Basculez dans une autre nuit au passage de la " Στοα Αθανάτων ", la porte des immortels...
Un samedi. Un samedi en décembre. Samedi 10 décembre. Nous nous décidons avec ma colocataire Cloé et une amie Electre à sortir. Tout un programme pour nous qui sortons de moins en moins en cette période hivernale. Nous en sommes arrivées à être surnommées Cloé et moi " le vecchiette " par notre colocataire italien Pasquale. Il est vrai que lui les soirées à Gazi, il se les enchaîne... Comme un déchaîné. Nous on tire vraiment à la traine comparé à ce Romain fêtard qui se couche à peine pointent les rayons du soleil. L'astre noir pour lui... Hasard? Coïncidence? Pasquale cette semaine est rentré au cocon familial à Rome. Avons-nous sombré dans une léthargie encore plus profonde? Que nenni ! Détrompez-vous ! Hasard? Coïncidence? Nous n'avons pas cessé de sortir. Nous n'avons pas cessé ou presque de faire la fête. C'est un peu " quand l'italien est sorti, les françaises dansent " même si ça n'a pas lieu d'être. Même si Pasquale ne ressemble pas vraiment à un matou et nous encore moins à des souris... Cloé adore le fromage mais la comparaison s'arrête ici. On en est toutes deux persuadées. Quand on lui racontera nos sorties, à notre gros chat de Pasquale, il ne nous croira jamais et demandera où on a dissimulé la caméra du canular. Et pourtant...
Un samedi passé désormais donc petite pré-soirée à la maison à deux qui se transforme rapidement en "grosse" pré-soirée à trois chez Electre. Bière et ouzo se sont fait une bonne place sur la table. Les carcasses d'aluminium vertes des Mythos vides s'entassent rapidement à mesure que le bol de glaçons se vide, se remplit pour
mieux se vider avidement. Dans les oreilles un mélange de musique grecque choisi par notre Djette d'un soir franco-grecque. On est deux à avoir envie d'écouter du sirtaki, des images de Zorba le Grec plein la tête.

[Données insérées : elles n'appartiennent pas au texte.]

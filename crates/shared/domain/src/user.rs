//! User roles and the acting identity handed to the write services.

use serde::{Deserialize, Serialize};
use uuid::Uuid;

use crate::constants::{ROLE_ADMIN, ROLE_USER};

/// User roles enumeration
#[derive(Debug, Clone, Copy, PartialEq, Eq, Serialize, Deserialize, Default)]
#[serde(rename_all = "lowercase")]
pub enum UserRole {
    #[default]
    User,
    Admin,
}

impl UserRole {
    /// Check if this role has admin privileges
    pub fn is_admin(&self) -> bool {
        matches!(self, UserRole::Admin)
    }
}

impl From<&str> for UserRole {
    fn from(s: &str) -> Self {
        match s {
            ROLE_ADMIN => UserRole::Admin,
            _ => UserRole::User,
        }
    }
}

impl From<String> for UserRole {
    fn from(s: String) -> Self {
        UserRole::from(s.as_str())
    }
}

impl From<UserRole> for String {
    fn from(role: UserRole) -> Self {
        role.to_string()
    }
}

impl std::fmt::Display for UserRole {
    fn fmt(&self, f: &mut std::fmt::Formatter<'_>) -> std::fmt::Result {
        match self {
            UserRole::Admin => write!(f, "{}", ROLE_ADMIN),
            UserRole::User => write!(f, "{}", ROLE_USER),
        }
    }
}

/// Identity of the caller, as supplied by authentication.
#[derive(Debug, Clone, PartialEq, Eq)]
pub struct CurrentUser {
    pub id: Uuid,
    pub email: String,
    pub role: UserRole,
}

impl CurrentUser {
    /// Check if user has admin role.
    pub fn is_admin(&self) -> bool {
        self.role.is_admin()
    }
}
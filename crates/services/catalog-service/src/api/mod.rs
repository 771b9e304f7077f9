//! HTTP surface.

pub mod auth;
pub mod handlers;
pub mod openapi;
mod routes;
mod state;

pub use auth::{require_admin, Claims, TokenVerifier};
pub use routes::create_router;
pub use state::AppState;
//! Health check handler.

use axum::{
    extract::State,
    http::StatusCode,
    response::{IntoResponse, Json, Response},
};
use serde::Serialize;

use crate::api::AppState;

/// Health check response.
#[derive(Debug, Serialize)]
pub struct HealthResponse {
    pub status: String,
    pub services: ServiceStatus,
}

/// Individual service status.
#[derive(Debug, Serialize)]
pub struct ServiceStatus {
    pub database: ServiceHealth,
}

/// Service health with optional error message.
#[derive(Debug, Serialize)]
pub struct ServiceHealth {
    pub status: String,
    #[serde(skip_serializing_if = "Option::is_none")]
    pub error: Option<String>,
}

/// Health check endpoint - verifies database connectivity.
pub async fn health_check(State(state): State<AppState>) -> Response {
    let database = match state.database.ping().await {
        Ok(()) => ServiceHealth {
            status: "healthy".to_string(),
            error: None,
        },
        Err(e) => ServiceHealth {
            status: "unhealthy".to_string(),
            error: Some(e.to_string()),
        },
    };

    let healthy = database.status == "healthy";
    let response = HealthResponse {
        status: if healthy { "healthy" } else { "degraded" }.to_string(),
        services: ServiceStatus { database },
    };

    if healthy {
        (StatusCode::OK, Json(response)).into_response()
    } else {
        (StatusCode::SERVICE_UNAVAILABLE, Json(response)).into_response()
    }
}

La troisième nous met du rébétiko, nous traduisant les paroles des chansons. Surprenantes. Envoûtantes. Ça parle de drogue, de solitude. C'est drôle et pathétique. Ça dit une époque que je ne connais pas, dont je n'avais pas idée. Ça dit beaucoup des minorités et c'est entraînant. Ça annonce une nuit d'ivresse. C'est une belle invitation à l'abandon et à la mélancolie joyeuse. Il est temps de bouger les popotins, d'étirer les gambettes, d'agiter les épaules. La nuit nous appelle. Et on n'est pas les seules à y répondre à cet appel. Les métros sont pleins. Direction le centre.On hésite entre Omonia et Psiri. Finalement direction Omonia, plus particulièrement le marché couvert auprès duquel se tient "the" institution du rébétiko, " La porte des immortels ". J'en frissonne de curiosité. Autour d'Omonia il y a du monde à 1h du matin. Des passants achètent des journaux. Attendent un bus, un taxi. Quelques phares se perdent dans la nuit. Nous zigzaguons à la recherche de la bonne rue. Nous en passons des petites mal éclairées. C'est une de celle-ci. Un panneau en l'air nous indique le passage. Nous pénétrons...
Mais le rébétiko c'est quoi en fait?
Petit cours de culture et d'histoire par mon amie Electre. Pour plus d'informations et de ressentis jetez plus qu'un coup d'œil au superbe roman graphique d
e David Prudhomme, prix regards sur le monde au Festival d'Angoulême de 2010 Rébétiko (la mauvaise herbe). Le rébétiko est une musique des réfugiés d'Asie mineure dont certains musiciens grecs ont récupéré les motifs musicaux. Musique qui décrit principalement la misère sociale. En 1922, la population se déplace : elle arrive en Grèce et devient de suite une catégorie mal intégrée et fragile, en proie à la prostitution et à la drogue. Les immigrés s'approprient alors d'autant plus cette musique pour décrire leur dur quotidien, leur misère et le peu de considération dont ils font l'objet. Le phénomène touche surtout les villes, encore plus les ports et encore plus la ville de Thessalonique. Des substances circulent dans les bars où on écoute le rébétiko. Lors de la dictature en 1974 et 1975 les établissements sont fermés mais la musique n'est pas oubliée. Jusque là très mal vue, musique des bas-fonds, elle est soudain appréciée par les élites, mise à la mode, perdant sa connotation plus que négative. Elle devient un phénomène pour les touristes aussi. Même si de nombreux grecs - des personnes âgées - n'écouteraient pour rien au monde cette musique "satanique". Et iraient jusqu'à la gifle s'ils apprenaient que leurs petits-enfants vont communier le temps d'une danse lascive dans les rébétika.